We’ve reached a new moment of despair inside the American Jewish community/Israel lobby over the two state solution, and a recognition that the occupation and Netanyahu’s coalition are delegitimizing Israel in the eyes of the world.

First there was a letter earlier this week to Netanyahu from 40 American Jewish leaders, including Charles Bronfman, pleading with him not to accept the Levy report which says that the West Bank is Jewish land.

“our great fear is that the Levy Report will not strengthen Israel’s position in this conflict, but rather, add fuel to those who seek to delegitimize Israel’s right to exist.”

Among the leaders is Daniel Gordis, a rightwing Zionist who told the AP that the crazy Levy report might be legal, but that it makes Israel look obstructionist. 

I believe this goes under the heading of too little, too late. Though the good news is  that it’s dawning on the Israel lobby that public opinion counts, and that Jews will need to break with Jews.

Then there’s Rachel Lerner of J Street, who says that the occupation is “killing Israel’s future,” and she wants the Jewish community to take action. Note in this op-ed in the New York Jewish Week that she is not reaching out to other communities to take action; no, she just spoke against any kind of action, divestment, to the Presbyterian gathering in Pittsburgh. By doing so she maintained her Jewish community cred. Now she wants to be heard inside the lobby, to have the lobby take action. Lerner:

My words, though – and even J Street’s voice – can only go so far without being backed up by voices and action in the rest of the organized Jewish community – and by voices and action in Israel. 

Jewish community leaders must do more than simply say we believe in a two-state solution.  There must be substance behind that language – and a major commitment by our community to make this work a critical priority. If we continue to fail to heed this call to action, the last and best chance to secure Israel’s democratic, Jewish future may well slip through our fingers, as movements like BDS will only grow stronger and more attractive to an increasing number of people. 

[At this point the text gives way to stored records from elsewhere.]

use core::fmt;

use num_bigint::BigInt;
use rand::{CryptoRng, RngCore};

use super::{ClSignature, IssueCommitmentMessage, IssueSignatureMessage, ProofU, PublicKey};
use crate::primitives::modular::mod_pow;
use crate::primitives::rng::random_bits;
use crate::{Error, Result};

/// Holder side of issuance.
///
/// Keeps the secret, the blinding `v'` and the nonce the issuer must answer with, for the
/// lifetime of one issuance session.
pub struct CredentialBuilder {
    pk: PublicKey,
    context: BigInt,
    secret: BigInt,
    v_prime: BigInt,
    nonce2: BigInt,
    u: BigInt,
}

impl CredentialBuilder {
    /// Starts a session for `secret` under `pk`.
    ///
    /// # Errors
    ///
    /// Returns an error if the public key has no reserved generator for the secret.
    pub fn new<R: RngCore + CryptoRng>(
        pk: PublicKey,
        context: BigInt,
        secret: BigInt,
        rng: &mut R,
    ) -> Result<Self> {
        let r0 = pk
            .r
            .first()
            .ok_or_else(|| Error::InvalidParams("public key has no generators".to_string()))?;
        let v_prime = random_bits(rng, pk.params.lv_prime);
        let nonce2 = random_bits(rng, pk.params.lstatzk);

        let u = (mod_pow(&pk.s, &v_prime, &pk.n)? * mod_pow(r0, &secret, &pk.n)?) % &pk.n;

        Ok(Self {
            pk,
            context,
            secret,
            v_prime,
            nonce2,
            u,
        })
    }

    /// The commitment `U = S^{v'} * R0^{secret}`.
    pub fn commitment(&self) -> &BigInt {
        &self.u
    }

    /// Builds the first issuance message, proving knowledge of the opening of `U`.
    pub fn commit_to_secret_and_prove<R: RngCore + CryptoRng>(
        &self,
        nonce1: &BigInt,
        rng: &mut R,
    ) -> Result<IssueCommitmentMessage> {
        let proof_u = ProofU::prove(
            &self.pk,
            &self.u,
            &self.secret,
            &self.v_prime,
            &self.context,
            nonce1,
            rng,
        )?;
        Ok(IssueCommitmentMessage {
            u: self.u.clone(),
            proof_u,
            nonce2: self.nonce2.clone(),
        })
    }

    /// Completes the blind signature from the issuer's answer.
    ///
    /// # Errors
    ///
    /// Returns [`Error::ProofVerificationFailed`] if the issuer's proof does not verify or
    /// the completed signature is not valid over the secret and `attributes`.
    pub fn construct_credential(
        &self,
        msg: &IssueSignatureMessage,
        attributes: &[BigInt],
    ) -> Result<Credential> {
        if !msg
            .proof
            .verify(&self.pk, &msg.signature, &self.context, &self.nonce2)
        {
            tracing::warn!("issuer's signature proof does not verify");
            return Err(Error::ProofVerificationFailed);
        }

        let signature = ClSignature {
            a: msg.signature.a.clone(),
            e: msg.signature.e.clone(),
            v: &self.v_prime + &msg.signature.v,
        };

        let mut messages = Vec::with_capacity(attributes.len() + 1);
        messages.push(self.secret.clone());
        messages.extend_from_slice(attributes);

        let credential = Credential {
            signature,
            pk: self.pk.clone(),
            attributes: messages,
        };
        if !credential.verify() {
            tracing::warn!("completed signature does not verify");
            return Err(Error::ProofVerificationFailed);
        }
        Ok(credential)
    }
}

impl fmt::Debug for CredentialBuilder {
    fn fmt(&self, f: &mut fmt::Formatter<'_>) -> fmt::Result {
        f.debug_struct("CredentialBuilder")
            .field("u", &self.u)
            .finish_non_exhaustive()
    }
}

/// A CL signature over the holder's secret (first) and the cleartext attributes.
#[derive(Clone)]
pub struct Credential {
    signature: ClSignature,
    pk: PublicKey,
    attributes: Vec<BigInt>,
}

impl Credential {
    /// The completed signature, with `v = v' + v''`.
    pub fn signature(&self) -> &ClSignature {
        &self.signature
    }

    /// The issuer's public key the signature verifies under.
    pub fn public_key(&self) -> &PublicKey {
        &self.pk
    }

    /// Cleartext attributes, without the holder's secret.
    pub fn attributes(&self) -> &[BigInt] {
        self.attributes.get(1..).unwrap_or_default()
    }

    /// Checks the signature over the secret and attributes.
    pub fn verify(&self) -> bool {
        self.signature.verify(&self.pk, &self.attributes)
    }
}

impl fmt::Debug for Credential {
    fn fmt(&self, f: &mut fmt::Formatter<'_>) -> fmt::Result {
        f.debug_struct("Credential")
            .field("signature", &self.signature)
            .field("attributes", &self.attributes())
            .finish_non_exhaustive()
    }
}

#[cfg(test)]
mod tests {
    use super::*;
    use crate::credential::test_support::small_key;
    use crate::credential::Issuer;
    use crate::SecureRng;

    #[test]
    fn issuance_round_trip() {
        let mut rng = SecureRng::new();
        let (sk, pk) = small_key(&mut rng);
        let context = random_bits(&mut rng, pk.params.lh);
        let secret = random_bits(&mut rng, pk.params.lm);
        let attributes = vec![BigInt::from(10u32), BigInt::from(20u32), BigInt::from(30u32)];

        let builder = CredentialBuilder::new(pk.clone(), context.clone(), secret, &mut rng).unwrap();
        let nonce1 = random_bits(&mut rng, pk.params.lstatzk);
        let commit = builder.commit_to_secret_and_prove(&nonce1, &mut rng).unwrap();

        let issuer = Issuer::new(sk, pk, context);
        let answer = issuer
            .issue_signature(&commit, &attributes, &nonce1, &mut rng)
            .unwrap();
        let credential = builder.construct_credential(&answer, &attributes).unwrap();

        assert!(credential.verify());
        assert_eq!(credential.attributes(), attributes.as_slice());
    }

    #[test]
    fn wrong_attributes_fail_completion() {
        let mut rng = SecureRng::new();
        let (sk, pk) = small_key(&mut rng);
        let context = BigInt::from(77u32);
        let secret = BigInt::from(4242u32);
        let attributes = vec![BigInt::from(1u32), BigInt::from(2u32)];

        let builder = CredentialBuilder::new(pk.clone(), context.clone(), secret, &mut rng).unwrap();
        let nonce1 = BigInt::from(5u32);
        let commit = builder.commit_to_secret_and_prove(&nonce1, &mut rng).unwrap();
        let answer = Issuer::new(sk, pk, context)
            .issue_signature(&commit, &attributes, &nonce1, &mut rng)
            .unwrap();

        let claimed = vec![BigInt::from(1u32), BigInt::from(3u32)];
        assert!(matches!(
            builder.construct_credential(&answer, &claimed),
            Err(Error::ProofVerificationFailed)
        ));
    }
}
use num_bigint::BigInt;
use rand::{CryptoRng, RngCore};
use serde::{Deserialize, Serialize};

use super::{Follower, RangeProof, RangeProofStructure};
use crate::zkproof::{BaseLookup, SecretLookup};
use crate::{hash_commit, Group, Result};

/// A non-interactive range proof: the Fiat-Shamir challenge and the responses.
#[derive(Clone, Debug, PartialEq, Eq, Serialize, Deserialize)]
pub struct RangeProofBundle {
    /// Challenge whose low bits select each round's response.
    pub challenge: BigInt,
    /// Per-round responses.
    pub proof: RangeProof,
}

/// Prover for range proofs over a fixed structure and set of public bases.
///
/// # Security
///
/// - Always use [`SecureRng`](crate::SecureRng) for randomness generation
/// - Bind proofs to a context and a verifier-chosen nonce to prevent replay
/// - Every call samples fresh randomizers; nothing is cached between proofs
pub struct RangeProver<'a> {
    structure: &'a RangeProofStructure,
    group: &'a Group,
    bases: &'a dyn BaseLookup,
    follower: Option<&'a dyn Follower>,
}

impl<'a> RangeProver<'a> {
    /// Creates a prover for `structure` whose bases resolve through `bases`.
    pub fn new(
        structure: &'a RangeProofStructure,
        group: &'a Group,
        bases: &'a dyn BaseLookup,
    ) -> Self {
        Self {
            structure,
            group,
            bases,
            follower: None,
        }
    }

    /// Reports progress to `follower`.
    pub fn with_follower(mut self, follower: &'a dyn Follower) -> Self {
        self.follower = Some(follower);
        self
    }

    /// Generates a non-interactive range proof.
    ///
    /// The challenge is `hash_commit(context, lhs, commitments.., nonce)`.
    pub fn prove<R: RngCore + CryptoRng>(
        &self,
        secrets: &dyn SecretLookup,
        context: &BigInt,
        nonce: &BigInt,
        rng: &mut R,
    ) -> Result<RangeProofBundle> {
        let lhs = self.structure.base().lhs_value(self.group, self.bases)?;

        let mut list = vec![context.clone(), lhs];
        let commit = self.structure.commitments_from_secrets(
            self.group,
            &mut list,
            self.bases,
            rng,
            self.follower,
        )?;
        list.push(nonce.clone());

        let challenge = hash_commit(&list);
        let proof = self
            .structure
            .build_proof(self.group, &challenge, commit, secrets)?;

        Ok(RangeProofBundle { challenge, proof })
    }
}
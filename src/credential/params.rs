use serde::{Deserialize, Serialize};

/// Bit lengths everything else is derived from.
#[derive(Clone, Copy, Debug, PartialEq, Eq, Serialize, Deserialize)]
pub struct BaseParameters {
    /// Bit length of the RSA modulus `N`.
    pub ln: u32,
    /// Bit length of Fiat-Shamir challenges.
    pub lh: u32,
    /// Maximum bit length of an attribute.
    pub lm: u32,
    /// Statistical zero-knowledge security parameter.
    pub lstatzk: u32,
}

/// Bit-length configuration of the CL signature scheme and its proofs.
#[derive(Clone, Copy, Debug, PartialEq, Eq, Serialize, Deserialize)]
pub struct SystemParameters {
    /// Bit length of the RSA modulus `N`.
    pub ln: u32,
    /// Bit length of Fiat-Shamir challenges.
    pub lh: u32,
    /// Maximum bit length of an attribute.
    pub lm: u32,
    /// Statistical zero-knowledge security parameter.
    pub lstatzk: u32,
    /// Bit length of the signature exponent `e`.
    pub le: u32,
    /// Bit length of the interval `e` is drawn from.
    pub le_prime: u32,
    /// Bit length of the randomizer for `e` in signature proofs.
    pub le_commit: u32,
    /// Bit length of attribute randomizers, `lm + lstatzk + lh`.
    pub lm_commit: u32,
    /// Bit length of the signature's blinding exponent `v`.
    pub lv: u32,
    /// Bit length of the holder's blinding `v'`.
    pub lv_prime: u32,
    /// Bit length of the randomizer for `v'`, `ln + 2 * lstatzk + lh`.
    pub lv_prime_commit: u32,
}

impl SystemParameters {
    /// Derives the full parameter set from the base lengths.
    pub fn derive(base: BaseParameters) -> Self {
        let BaseParameters {
            ln,
            lh,
            lm,
            lstatzk,
        } = base;
        let le_prime = 120;
        Self {
            ln,
            lh,
            lm,
            lstatzk,
            le: lstatzk + lh + lm + 5,
            le_prime,
            le_commit: le_prime + lstatzk + lh,
            lm_commit: lm + lstatzk + lh,
            lv: ln + 2 * lstatzk + lh + lm + 4,
            lv_prime: ln + lstatzk,
            lv_prime_commit: ln + 2 * lstatzk + lh,
        }
    }

    /// Returns the preset for a 1024, 2048 or 4096-bit modulus.
    pub fn default_for(ln: u32) -> Option<Self> {
        let base = match ln {
            1024 => BaseParameters {
                ln,
                lh: 256,
                lm: 256,
                lstatzk: 80,
            },
            2048 => BaseParameters {
                ln,
                lh: 256,
                lm: 256,
                lstatzk: 128,
            },
            4096 => BaseParameters {
                ln,
                lh: 256,
                lm: 512,
                lstatzk: 128,
            },
            _ => return None,
        };
        Some(Self::derive(base))
    }
}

If a “broad tent approach” is nothing more than a strategy to look as though we care about Jewish values like democracy, peace and social justice, then it will surely fail – and fail miserably.  No one will be convinced for long.

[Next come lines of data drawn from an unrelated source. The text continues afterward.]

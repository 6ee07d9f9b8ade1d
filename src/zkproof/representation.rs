use num_bigint::BigInt;
use num_traits::One;
use serde::{Deserialize, Serialize};

use super::{BaseLookup, ProofLookup, SecretLookup};
use crate::{Error, Group, Result};

/// One factor `base^power` of the public left-hand side.
#[derive(Clone, Debug, PartialEq, Eq, Serialize, Deserialize)]
pub struct LhsContribution {
    /// Name of the base.
    pub base: String,
    /// Public exponent applied to the base.
    pub power: BigInt,
}

/// One factor `base^(power * secret)` of the right-hand side.
#[derive(Clone, Debug, PartialEq, Eq, Serialize, Deserialize)]
pub struct RhsContribution {
    /// Name of the base.
    pub base: String,
    /// Name of the secret exponent.
    pub secret: String,
    /// Public multiplier of the secret.
    pub power: i64,
}

/// The statement `∏ lhs.base^lhs.power = ∏ rhs.base^(rhs.power * rhs.secret)`.
///
/// The structure holds only names and public powers. It is shared read-only between
/// provers and verifiers; all values come in through the lookups.
#[derive(Clone, Debug, Default, PartialEq, Eq, Serialize, Deserialize)]
pub struct RepresentationProofStructure {
    /// Public left-hand side factors.
    pub lhs: Vec<LhsContribution>,
    /// Secret right-hand side factors.
    pub rhs: Vec<RhsContribution>,
}

impl RepresentationProofStructure {
    /// Creates a structure from its two sides.
    pub fn new(lhs: Vec<LhsContribution>, rhs: Vec<RhsContribution>) -> Self {
        Self { lhs, rhs }
    }

    /// Number of range proofs embedded in this structure.
    pub fn num_range_proofs(&self) -> usize {
        0
    }

    /// Number of commitments this structure appends to a commitment list.
    pub fn num_commitments(&self) -> usize {
        1
    }

    /// Names of the secrets on the right-hand side, in order of first appearance.
    pub fn secret_names(&self) -> Vec<&str> {
        let mut names: Vec<&str> = Vec::with_capacity(self.rhs.len());
        for contribution in &self.rhs {
            if !names.contains(&contribution.secret.as_str()) {
                names.push(&contribution.secret);
            }
        }
        names
    }

    /// Appends the commitment `∏ rhs.base^(rhs.power * randomizer)` to `list`.
    pub fn commitments_from_secrets(
        &self,
        group: &Group,
        list: &mut Vec<BigInt>,
        bases: &dyn BaseLookup,
        secrets: &dyn SecretLookup,
    ) -> Result<()> {
        let mut commitment = BigInt::one();
        for contribution in &self.rhs {
            let base = lookup_base(bases, &contribution.base)?;
            let randomizer = secrets
                .randomizer(&contribution.secret)
                .ok_or_else(|| Error::UnknownSecret(contribution.secret.clone()))?;
            let exponent = randomizer * contribution.power;
            commitment = group.mul(&commitment, &group.exp(base, &exponent)?);
        }
        list.push(commitment);
        Ok(())
    }

    /// Appends the commitment the verifier reconstructs from the responses:
    /// `∏ lhs.base^(lhs.power * challenge) * ∏ rhs.base^(rhs.power * response)`.
    ///
    /// It equals the prover's commitment exactly when every response has the form
    /// `randomizer - challenge * secret` for secrets satisfying the statement.
    pub fn commitments_from_proof(
        &self,
        group: &Group,
        list: &mut Vec<BigInt>,
        challenge: &BigInt,
        bases: &dyn BaseLookup,
        proofs: &dyn ProofLookup,
    ) -> Result<()> {
        let mut commitment = BigInt::one();
        for contribution in &self.lhs {
            let base = lookup_base(bases, &contribution.base)?;
            let exponent = &contribution.power * challenge;
            commitment = group.mul(&commitment, &group.exp(base, &exponent)?);
        }
        for contribution in &self.rhs {
            let base = lookup_base(bases, &contribution.base)?;
            let response = proofs
                .proof_result(&contribution.secret)
                .ok_or_else(|| Error::MissingProofResult(contribution.secret.clone()))?;
            let exponent = response * contribution.power;
            commitment = group.mul(&commitment, &group.exp(base, &exponent)?);
        }
        list.push(commitment);
        Ok(())
    }

    /// Checks that the statement holds for the secrets in `secrets`.
    pub fn is_true(
        &self,
        group: &Group,
        bases: &dyn BaseLookup,
        secrets: &dyn SecretLookup,
    ) -> Result<bool> {
        let mut lhs = BigInt::one();
        for contribution in &self.lhs {
            let base = lookup_base(bases, &contribution.base)?;
            lhs = group.mul(&lhs, &group.exp(base, &contribution.power)?);
        }

        let mut rhs = BigInt::one();
        for contribution in &self.rhs {
            let base = lookup_base(bases, &contribution.base)?;
            let secret = secrets
                .secret(&contribution.secret)
                .ok_or_else(|| Error::UnknownSecret(contribution.secret.clone()))?;
            let exponent = secret * contribution.power;
            rhs = group.mul(&rhs, &group.exp(base, &exponent)?);
        }

        Ok(lhs == rhs)
    }

    /// Multiplies out the public left-hand side.
    pub fn lhs_value(&self, group: &Group, bases: &dyn BaseLookup) -> Result<BigInt> {
        let mut value = BigInt::one();
        for contribution in &self.lhs {
            let base = lookup_base(bases, &contribution.base)?;
            value = group.mul(&value, &group.exp(base, &contribution.power)?);
        }
        Ok(value)
    }
}

fn lookup_base<'a>(bases: &'a dyn BaseLookup, name: &str) -> Result<&'a BigInt> {
    bases
        .base(name)
        .ok_or_else(|| Error::UnknownBase(name.to_string()))
}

The Jewish community cannot just look as though we are for a sensible, peaceful, and just solution to this conflict.  And it cannot only include organizations like J Street and voices like mine on panels about combating delegitimization or in community statements condemning BDS — and then dismiss us as out of the bounds of community or as “anti-Israel” when we talk about the delegitimizing effects that the continued occupation in the West Bank have on Israel’s democratic character.  At some point it will have to take an active stand.  That time is now.

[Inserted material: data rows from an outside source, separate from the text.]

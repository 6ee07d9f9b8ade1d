//! Named access to secrets, bases and proof responses.
//!
//! Proof structures only ever refer to values by name. The same structure code runs
//! against real secret material when proving and against a transcript when verifying,
//! depending on which lookup it is handed.

use std::collections::BTreeMap;

use num_bigint::BigInt;

/// Resolves secret exponents and their commitment randomizers by name.
pub trait SecretLookup {
    /// Returns the secret value for `name`.
    fn secret(&self, name: &str) -> Option<&BigInt>;

    /// Returns the randomizer committed to for `name`.
    fn randomizer(&self, name: &str) -> Option<&BigInt>;
}

/// Resolves public bases (generators and statement values) by name.
pub trait BaseLookup {
    /// Returns the base for `name`.
    fn base(&self, name: &str) -> Option<&BigInt>;
}

/// Resolves proof responses by secret name.
pub trait ProofLookup {
    /// Returns the response for the secret `name`.
    fn proof_result(&self, name: &str) -> Option<&BigInt>;
}

/// A named collection of public bases.
#[derive(Clone, Debug, Default, PartialEq, Eq)]
pub struct BaseMap(BTreeMap<String, BigInt>);

impl BaseMap {
    /// Creates an empty base map.
    pub fn new() -> Self {
        Self::default()
    }

    /// Adds or replaces a named base.
    pub fn insert(&mut self, name: impl Into<String>, base: BigInt) {
        self.0.insert(name.into(), base);
    }

    /// Builder-style variant of [`BaseMap::insert`].
    pub fn with(mut self, name: impl Into<String>, base: BigInt) -> Self {
        self.insert(name, base);
        self
    }
}

impl BaseLookup for BaseMap {
    fn base(&self, name: &str) -> Option<&BigInt> {
        self.0.get(name)
    }
}

/// Combines several base lookups; the first lookup that knows a name wins.
pub struct BaseMerge<'a> {
    parts: Vec<&'a dyn BaseLookup>,
}

impl<'a> BaseMerge<'a> {
    /// Creates a merge over `parts`, searched in order.
    pub fn new(parts: Vec<&'a dyn BaseLookup>) -> Self {
        Self { parts }
    }
}

impl BaseLookup for BaseMerge<'_> {
    fn base(&self, name: &str) -> Option<&BigInt> {
        self.parts.iter().find_map(|part| part.base(name))
    }
}

/// Combines several secret lookups; the first lookup that knows a name wins.
///
/// Secrets and randomizers are resolved independently, so one part may supply the
/// secret values while another supplies the randomizers for the same names.
pub struct SecretMerge<'a> {
    parts: Vec<&'a dyn SecretLookup>,
}

impl<'a> SecretMerge<'a> {
    /// Creates a merge over `parts`, searched in order.
    pub fn new(parts: Vec<&'a dyn SecretLookup>) -> Self {
        Self { parts }
    }
}

impl SecretLookup for SecretMerge<'_> {
    fn secret(&self, name: &str) -> Option<&BigInt> {
        self.parts.iter().find_map(|part| part.secret(name))
    }

    fn randomizer(&self, name: &str) -> Option<&BigInt> {
        self.parts.iter().find_map(|part| part.randomizer(name))
    }
}

/// Combines several proof lookups; the first lookup that knows a name wins.
pub struct ProofMerge<'a> {
    parts: Vec<&'a dyn ProofLookup>,
}

impl<'a> ProofMerge<'a> {
    /// Creates a merge over `parts`, searched in order.
    pub fn new(parts: Vec<&'a dyn ProofLookup>) -> Self {
        Self { parts }
    }
}

impl ProofLookup for ProofMerge<'_> {
    fn proof_result(&self, name: &str) -> Option<&BigInt> {
        self.parts.iter().find_map(|part| part.proof_result(name))
    }
}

One week after the Presbyterian vote came down – one week after I told that room that there are more effective ways of moving Israelis and American Jews than BDS — the Levy committee’s recommendations became public in Israel, asserting that the settlements are legal. The report drove home the dire implications of an occupation that is killing Israel’s future.

I don’t think that will work. I think the Jewish community is too reactionary, and that any change must come from a broad-based coalition. A tragic situation has developed in the Middle East; and the American Jewish community has played a key part, by urging reflexive support of Israel, no matter what.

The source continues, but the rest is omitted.